The memories of time spent with your children will last a lifetime. Twenty years from now she will look at those photos and grin. Twenty years from now you will look at those photo's and smile as a tear slowly leaks out of the corner of your eye. As a father with three daughters I can speak from experience. Thanks for sharing the PICS of your trip. Those are some nice looking goats.

Curtis King Burbank WA.


----------



## TDG-Farms (Jul 12, 2013)

Totally agree, those are some sweet pics! The packs with the pillows and bags look HUGE  Thanks to Curtis I to am just starting to train a packer. Though I dont hunt I do have ever intention to take him fishing!!! Cant think of a better plan to have him pack my tack, lunch, and a few other odds n ends while I just fish my fingers to the bone  With the lack of real weight, am going to jump the gun and get him started so I can have him with me hopefully this coming steal head season. If nothing else he can keep me company.


----------



## Bowslayer2 (Oct 1, 2011)

Nice photos. Havn't taken our goats overnight yet, but did take them on a 4 mile hike. They are a little fat and out of shape, but other than the one that wanted to keep laying down, they did ok. Free range grass must be too much food for them I guess. They roam on 9 acres with lots of feed, and are fat. So... tryiing to get them in shape.
Here is a video of the hike crossing water (three different streams). 
The one goat does real well with my daughter (better than me packing them). Took video of them crossing the water. Two of them didn't mind too much but "Treasure" sure did (my daughter named him, not me....).


----------



## Bowslayer2 (Oct 1, 2011)

ok, video paste didnt' work... Here it is again. Fun time so far with the goats, going on an overnighter soon.

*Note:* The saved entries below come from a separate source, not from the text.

//! Export Routes
//!
//! Upload an Apple Health export once, then query it repeatedly.
//!
//! - POST /api/v1/exports - Upload `export.zip` or `export.xml` as the raw body
//! - GET /api/v1/exports - List held exports
//! - GET /api/v1/exports/:id - Export summary
//! - DELETE /api/v1/exports/:id - Drop an export
//! - GET /api/v1/exports/:id/categories/:category/metrics - Metrics with data

use axum::{
    body::Bytes,
    extract::{rejection::BytesRejection, Path, Query, State},
    http::StatusCode,
    Json,
};
use std::sync::Arc;
use uuid::Uuid;

use crate::api::dto::{
    CategoryMetricsResponse, ExportListResponse, ExportResponse, UploadParams, UploadResponse,
};
use crate::api::error::{ApiError, ApiResult};
use crate::api::routes::catalog::metric_dto;
use crate::api::state::{AppState, StoredDataset};
use crate::aggregate::DateRange;
use crate::catalog::MetricCatalog;
use crate::extract::RecordExtractor;

/// POST /api/v1/exports
///
/// Extracts on a blocking thread; the body limit is `max_upload_mb`.
pub async fn upload_export(
    State(state): State<Arc<AppState>>,
    Query(params): Query<UploadParams>,
    body: Result<Bytes, BytesRejection>,
) -> ApiResult<(StatusCode, Json<UploadResponse>)> {
    let body = body.map_err(|rejection| {
        if rejection.status() == StatusCode::PAYLOAD_TOO_LARGE {
            ApiError::PayloadTooLarge(format!(
                "upload limit is {} MB",
                state.config.max_upload_mb
            ))
        } else {
            ApiError::Validation(rejection.body_text())
        }
    })?;
    if body.is_empty() {
        return Err(ApiError::Validation("Request body is empty".to_string()));
    }

    let catalog = Arc::clone(&state.catalog);
    let size = body.len();
    let dataset = tokio::task::spawn_blocking(move || {
        RecordExtractor::new(&catalog).extract_bytes(&body)
    })
    .await
    .map_err(|e| ApiError::Internal(format!("Extraction task failed: {}", e)))??;

    let (stored, evicted) = state.datasets.insert(params.name, dataset).await;

    tracing::info!(
        id = %stored.id,
        bytes = size,
        observations = stored.dataset.len(),
        evicted = evicted.len(),
        "Export extracted"
    );

    Ok((
        StatusCode::CREATED,
        Json(UploadResponse {
            export: export_response(&stored, &state.catalog),
            evicted,
        }),
    ))
}

/// GET /api/v1/exports
pub async fn list_exports(State(state): State<Arc<AppState>>) -> Json<ExportListResponse> {
    let exports = state
        .datasets
        .list()
        .await
        .iter()
        .map(|stored| export_response(stored, &state.catalog))
        .collect();

    Json(ExportListResponse {
        exports,
        capacity: state.datasets.capacity(),
    })
}

/// GET /api/v1/exports/:id
pub async fn get_export(
    State(state): State<Arc<AppState>>,
    Path(id): Path<Uuid>,
) -> ApiResult<Json<ExportResponse>> {
    let stored = find_export(&state, &id).await?;
    Ok(Json(export_response(&stored, &state.catalog)))
}

/// DELETE /api/v1/exports/:id
pub async fn delete_export(
    State(state): State<Arc<AppState>>,
    Path(id): Path<Uuid>,
) -> ApiResult<StatusCode> {
    if state.datasets.remove(&id).await {
        tracing::info!(id = %id, "Export dropped");
        Ok(StatusCode::NO_CONTENT)
    } else {
        Err(ApiError::NotFound(format!("Export '{}'", id)))
    }
}

/// GET /api/v1/exports/:id/categories/:category/metrics
pub async fn category_metrics(
    State(state): State<Arc<AppState>>,
    Path((id, category)): Path<(Uuid, String)>,
) -> ApiResult<Json<CategoryMetricsResponse>> {
    let stored = find_export(&state, &id).await?;
    let available = stored.dataset.metrics_available(&state.catalog, &category)?;

    let metrics = available
        .into_iter()
        .filter_map(|metric| {
            metric_dto(&state.catalog, metric, Some(stored.dataset.count_for(metric)))
        })
        .collect();

    Ok(Json(CategoryMetricsResponse { category, metrics }))
}

/// Look up a held export
pub(crate) async fn find_export(state: &AppState, id: &Uuid) -> ApiResult<Arc<StoredDataset>> {
    state
        .datasets
        .get(id)
        .await
        .ok_or_else(|| ApiError::NotFound(format!("Export '{}'", id)))
}

fn export_response(stored: &StoredDataset, catalog: &MetricCatalog) -> ExportResponse {
    ExportResponse {
        id: stored.id,
        name: stored.name.clone(),
        uploaded_at: stored.uploaded_at,
        stats: stored.dataset.extract_stats(),
        date_range: stored
            .dataset
            .date_bounds()
            .map(|(start, end)| DateRange { start, end }),
        categories: stored
            .dataset
            .categories_present(catalog)
            .into_iter()
            .map(str::to_string)
            .collect(),
    }
}
#[cfg(test)]
mod tests {
    use super::*;
    use crate::catalog::MetricCatalog;
    use axum::{
        body::Body,
        http::{header, Request, StatusCode},
        response::Response,
    };
    use serde_json::Value;
    use tower::util::ServiceExt;

    const EXPORT_XML: &str = r#"<?xml version="1.0" encoding="UTF-8"?>
<HealthData locale="en_US">
 <Record type="HKQuantityTypeIdentifierHeartRate" unit="count/min" value="60" startDate="2024-02-01 08:00:00 +0000"/>
 <Record type="HKQuantityTypeIdentifierHeartRate" unit="count/min" value="70" startDate="2024-02-01 12:00:00 +0000"/>
 <Record type="HKQuantityTypeIdentifierHeartRate" unit="count/min" value="80" startDate="2024-02-01 20:00:00 +0000"/>
 <Record type="HKQuantityTypeIdentifierStepCount" unit="count" value="1000" startDate="2024-02-01 09:00:00 +0000"/>
 <Record type="HKQuantityTypeIdentifierStepCount" unit="count" value="2000" startDate="2024-02-01 18:00:00 +0000"/>
 <Record type="HKQuantityTypeIdentifierStepCount" unit="count" value="4000" startDate="2024-02-03 18:00:00 +0000"/>
 <Record type="HKQuantityTypeIdentifierAppleStandTime" unit="min" value="5" startDate="2024-02-01 18:00:00 +0000"/>
</HealthData>
"#;

    fn create_test_app() -> Router {
        create_app_with(ApiConfig::default())
    }

    fn create_app_with(config: ApiConfig) -> Router {
        let catalog = Arc::new(MetricCatalog::healthkit().clone());
        build_router(AppState::new(catalog, config))
    }

    async fn send(app: &Router, request: Request<Body>) -> Response {
        app.clone().oneshot(request).await.unwrap()
    }

    async fn get(app: &Router, uri: &str) -> Response {
        send(app, Request::builder().uri(uri).body(Body::empty()).unwrap()).await
    }

    async fn json_body(response: Response) -> Value {
        let bytes = axum::body::to_bytes(response.into_body(), usize::MAX)
            .await
            .unwrap();
        serde_json::from_slice(&bytes).unwrap()
    }

    async fn upload(app: &Router, body: &str) -> Response {
        send(
            app,
            Request::builder()
                .method("POST")
                .uri("/api/v1/exports?name=export.xml")
                .header(header::CONTENT_TYPE, "application/xml")
                .body(Body::from(body.to_string()))
                .unwrap(),
        )
        .await
    }

    async fn upload_id(app: &Router) -> String {
        let response = upload(app, EXPORT_XML).await;
        assert_eq!(response.status(), StatusCode::CREATED);
        json_body(response).await["id"].as_str().unwrap().to_string()
    }

    #[tokio::test]
    async fn test_health_endpoints() {
        let app = create_test_app();

        assert_eq!(get(&app, "/health/live").await.status(), StatusCode::OK);
        assert_eq!(get(&app, "/health/ready").await.status(), StatusCode::OK);

        let response = get(&app, "/health").await;
        assert_eq!(response.status(), StatusCode::OK);
        let body = json_body(response).await;
        assert_eq!(body["status"], "healthy");
        assert_eq!(body["catalog_metrics"], 25);
        assert_eq!(body["datasets"], 0);
    }

    #[tokio::test]
    async fn test_catalog() {
        let app = create_test_app();
        let body = json_body(get(&app, "/api/v1/catalog").await).await;

        assert_eq!(body["total_metrics"], 25);
        assert_eq!(body["categories"][0]["name"], "Activity");
        assert_eq!(body["categories"][0]["metrics"][0]["name"], "StepCount");
        assert_eq!(body["categories"][0]["metrics"][0]["policy"], "sum");
    }

    #[tokio::test]
    async fn test_upload_summary() {
        let app = create_test_app();
        let response = upload(&app, EXPORT_XML).await;
        assert_eq!(response.status(), StatusCode::CREATED);

        let body = json_body(response).await;
        assert_eq!(body["name"], "export.xml");
        assert_eq!(body["stats"]["records_seen"], 7);
        assert_eq!(body["stats"]["observations"], 6);
        assert_eq!(body["stats"]["unrecognized"], 1);
        assert_eq!(body["date_range"]["start"], "2024-02-01");
        assert_eq!(body["date_range"]["end"], "2024-02-03");
        assert_eq!(body["categories"], serde_json::json!(["Activity", "Vital Signs"]));

        let id = body["id"].as_str().unwrap();
        let listed = json_body(get(&app, "/api/v1/exports").await).await;
        assert_eq!(listed["exports"][0]["id"], id);
    }

    #[tokio::test]
    async fn test_upload_rejects_malformed() {
        let app = create_test_app();

        let response = upload(&app, "<HealthData><Record></HealthData>").await;
        assert_eq!(response.status(), StatusCode::UNPROCESSABLE_ENTITY);
        let body = json_body(response).await;
        assert_eq!(body["error"]["code"], "MALFORMED_EXPORT");

        let response = upload(&app, "").await;
        assert_eq!(response.status(), StatusCode::BAD_REQUEST);
    }

    #[tokio::test]
    async fn test_upload_too_large() {
        let app = create_app_with(ApiConfig {
            max_upload_mb: 0,
            ..ApiConfig::default()
        });
        let response = upload(&app, EXPORT_XML).await;
        assert_eq!(response.status(), StatusCode::PAYLOAD_TOO_LARGE);
        assert_eq!(
            response.headers()[header::CONTENT_TYPE],
            "application/json"
        );

        let body = json_body(response).await;
        assert_eq!(body["error"]["code"], "PAYLOAD_TOO_LARGE");
        assert!(body["request_id"].is_string());
    }

    #[tokio::test]
    async fn test_category_metrics() {
        let app = create_test_app();
        let id = upload_id(&app).await;

        let body = json_body(
            get(&app, &format!("/api/v1/exports/{}/categories/Activity/metrics", id)).await,
        )
        .await;
        assert_eq!(body["metrics"].as_array().unwrap().len(), 1);
        assert_eq!(body["metrics"][0]["id"], "HKQuantityTypeIdentifierStepCount");
        assert_eq!(body["metrics"][0]["observations"], 3);

        let response =
            get(&app, &format!("/api/v1/exports/{}/categories/Hobbies/metrics", id)).await;
        assert_eq!(response.status(), StatusCode::NOT_FOUND);
    }

    #[tokio::test]
    async fn test_daily_heart_rate() {
        let app = create_test_app();
        let id = upload_id(&app).await;

        let response = get(
            &app,
            &format!("/api/v1/exports/{}/daily?metric=HeartRate", id),
        )
        .await;
        assert_eq!(response.status(), StatusCode::OK);

        let body = json_body(response).await;
        assert_eq!(body["status"], "ok");
        assert_eq!(body["policy"], "mean_min_max");
        assert_eq!(
            body["rows"],
            serde_json::json!([{"date": "2024-02-01", "mean": 70.0, "min": 60.0, "max": 80.0}])
        );
        assert_eq!(body["summary"]["mean"], 70.0);
    }

    #[tokio::test]
    async fn test_daily_steps_with_range() {
        let app = create_test_app();
        let id = upload_id(&app).await;

        let body = json_body(
            get(
                &app,
                &format!(
                    "/api/v1/exports/{}/daily?metric=HKQuantityTypeIdentifierStepCount&start=2024-02-01&end=2024-02-29",
                    id
                ),
            )
            .await,
        )
        .await;

        assert_eq!(
            body["rows"],
            serde_json::json!([
                {"date": "2024-02-01", "sum": 3000.0},
                {"date": "2024-02-03", "sum": 4000.0}
            ])
        );
        assert_eq!(body["summary"]["field"], "sum");
        assert_eq!(body["summary"]["mean"], 3500.0);
        assert_eq!(body["summary"]["max"], 4000.0);
        assert_eq!(body["summary"]["min"], 3000.0);
    }

    #[tokio::test]
    async fn test_daily_summary_field() {
        let app = create_test_app();
        let id = upload_id(&app).await;

        let body = json_body(
            get(
                &app,
                &format!("/api/v1/exports/{}/daily?metric=HeartRate&field=max", id),
            )
            .await,
        )
        .await;
        assert_eq!(body["summary"]["field"], "max");
        assert_eq!(body["summary"]["mean"], 80.0);

        let response = get(
            &app,
            &format!("/api/v1/exports/{}/daily?metric=StepCount&field=max", id),
        )
        .await;
        assert_eq!(response.status(), StatusCode::BAD_REQUEST);

        let response = get(
            &app,
            &format!("/api/v1/exports/{}/daily?metric=StepCount&field=median", id),
        )
        .await;
        assert_eq!(response.status(), StatusCode::BAD_REQUEST);
    }

    #[tokio::test]
    async fn test_daily_foreign_field_rejected_without_data() {
        let app = create_test_app();
        let id = upload_id(&app).await;

        for format in ["json", "csv"] {
            let response = get(
                &app,
                &format!(
                    "/api/v1/exports/{}/daily?metric=StepCount&field=max&start=2025-01-01&end=2025-01-02&format={}",
                    id, format
                ),
            )
            .await;
            assert_eq!(response.status(), StatusCode::BAD_REQUEST);
            assert_eq!(json_body(response).await["error"]["code"], "VALIDATION_ERROR");
        }

        let response = upload(&app, "<HealthData/>").await;
        let empty_id = json_body(response).await["id"].as_str().unwrap().to_string();
        let response = get(
            &app,
            &format!("/api/v1/exports/{}/daily?metric=StepCount&field=max", empty_id),
        )
        .await;
        assert_eq!(response.status(), StatusCode::BAD_REQUEST);
    }

    #[tokio::test]
    async fn test_daily_invalid_range() {
        let app = create_test_app();
        let id = upload_id(&app).await;

        let response = get(
            &app,
            &format!(
                "/api/v1/exports/{}/daily?metric=StepCount&start=2024-02-10&end=2024-02-01",
                id
            ),
        )
        .await;
        assert_eq!(response.status(), StatusCode::BAD_REQUEST);
    }

    #[tokio::test]
    async fn test_daily_no_data() {
        let app = create_test_app();
        let id = upload_id(&app).await;

        let body = json_body(
            get(&app, &format!("/api/v1/exports/{}/daily?metric=BodyMass", id)).await,
        )
        .await;
        assert_eq!(body["status"], "no_data");
        assert!(body["summary"].is_null());
        assert_eq!(body["rows"], serde_json::json!([]));

        let body = json_body(
            get(
                &app,
                &format!(
                    "/api/v1/exports/{}/daily?metric=StepCount&start=2024-03-01&end=2024-03-31",
                    id
                ),
            )
            .await,
        )
        .await;
        assert_eq!(body["status"], "no_data");
        assert!(body["summary"].is_null());
    }

    #[tokio::test]
    async fn test_daily_unknown_metric_and_format() {
        let app = create_test_app();
        let id = upload_id(&app).await;

        let response = get(&app, &format!("/api/v1/exports/{}/daily?metric=Mood", id)).await;
        assert_eq!(response.status(), StatusCode::NOT_FOUND);

        let response = get(
            &app,
            &format!("/api/v1/exports/{}/daily?metric=StepCount&format=xlsx", id),
        )
        .await;
        assert_eq!(response.status(), StatusCode::BAD_REQUEST);
    }

    #[tokio::test]
    async fn test_daily_csv() {
        let app = create_test_app();
        let id = upload_id(&app).await;

        let response = get(
            &app,
            &format!("/api/v1/exports/{}/daily?metric=StepCount&format=csv", id),
        )
        .await;
        assert_eq!(response.status(), StatusCode::OK);
        assert_eq!(response.headers()[header::CONTENT_TYPE], "text/csv");

        let bytes = axum::body::to_bytes(response.into_body(), usize::MAX)
            .await
            .unwrap();
        assert_eq!(
            std::str::from_utf8(&bytes).unwrap(),
            "date,sum\n2024-02-01,3000\n2024-02-03,4000\n"
        );
    }

    #[tokio::test]
    async fn test_daily_csv_for_empty_export() {
        let app = create_test_app();
        let response = upload(&app, "<HealthData/>").await;
        assert_eq!(response.status(), StatusCode::CREATED);
        let id = json_body(response).await["id"].as_str().unwrap().to_string();

        let response = get(
            &app,
            &format!("/api/v1/exports/{}/daily?metric=HeartRate&format=csv", id),
        )
        .await;
        assert_eq!(response.status(), StatusCode::OK);
        assert_eq!(
            response.headers()[header::CONTENT_DISPOSITION],
            "attachment; filename=\"HeartRate.csv\""
        );

        let bytes = axum::body::to_bytes(response.into_body(), usize::MAX)
            .await
            .unwrap();
        assert_eq!(std::str::from_utf8(&bytes).unwrap(), "date,mean,min,max\n");

        let body = json_body(
            get(&app, &format!("/api/v1/exports/{}/daily?metric=HeartRate", id)).await,
        )
        .await;
        assert_eq!(body["status"], "no_data");
    }

    #[tokio::test]
    async fn test_delete_export() {
        let app = create_test_app();
        let id = upload_id(&app).await;
        let uri = format!("/api/v1/exports/{}", id);

        assert_eq!(get(&app, &uri).await.status(), StatusCode::OK);

        let delete = || {
            Request::builder()
                .method("DELETE")
                .uri(&uri)
                .body(Body::empty())
                .unwrap()
        };
        assert_eq!(send(&app, delete()).await.status(), StatusCode::NO_CONTENT);
        assert_eq!(send(&app, delete()).await.status(), StatusCode::NOT_FOUND);
        assert_eq!(get(&app, &uri).await.status(), StatusCode::NOT_FOUND);
    }
}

[youtube:ya1l4mmz]http://www.youtube.com/watch?v=85YR-_BfLmQ&feature=player_embedded[/youtube:ya1l4mmz]


----------



## SMaxwell (May 20, 2012)

Nice pics & nice vid! Took five of my trainees, all but one who has had a bout of the runs, on a hike / fishing trip with the family into the high country this weekend. I just got a saddle for my biggest doe, Betty, she's only 130 pounds & just over a year old but she's gonna go elk hunting with me this fall and carry about ten pounds of gear for me, I carry about a 30 lb pack so it will help. It will also be fun to have her along.


----------



## TDG-Farms (Jul 12, 2013)

The one with the blue collar looks alot like my Legion


----------



## Bob Jones (Aug 21, 2009)

Who's the old goat in the sunglasses? ;-)


----------



## SMaxwell (May 20, 2012)

Bob Jones said:


> Who's the old goat in the sunglasses? ;-)


Hey now, don't be talking about my wife that way!


----------



## Bowslayer2 (Oct 1, 2011)

Hi,
I had a few questions on your overnighter. Did you tie the goats up or highline them, or did they just roam free? I was thinking I should highline my goats to keep them near? Don't want them wandering off or getting scared off during the night, but it may just be my severe inexperience talking. I am trying to figure out the weights to have the goats pack. From the first trip, I am thinking about keeping each goat around 20 pounds each until they get in better shape. 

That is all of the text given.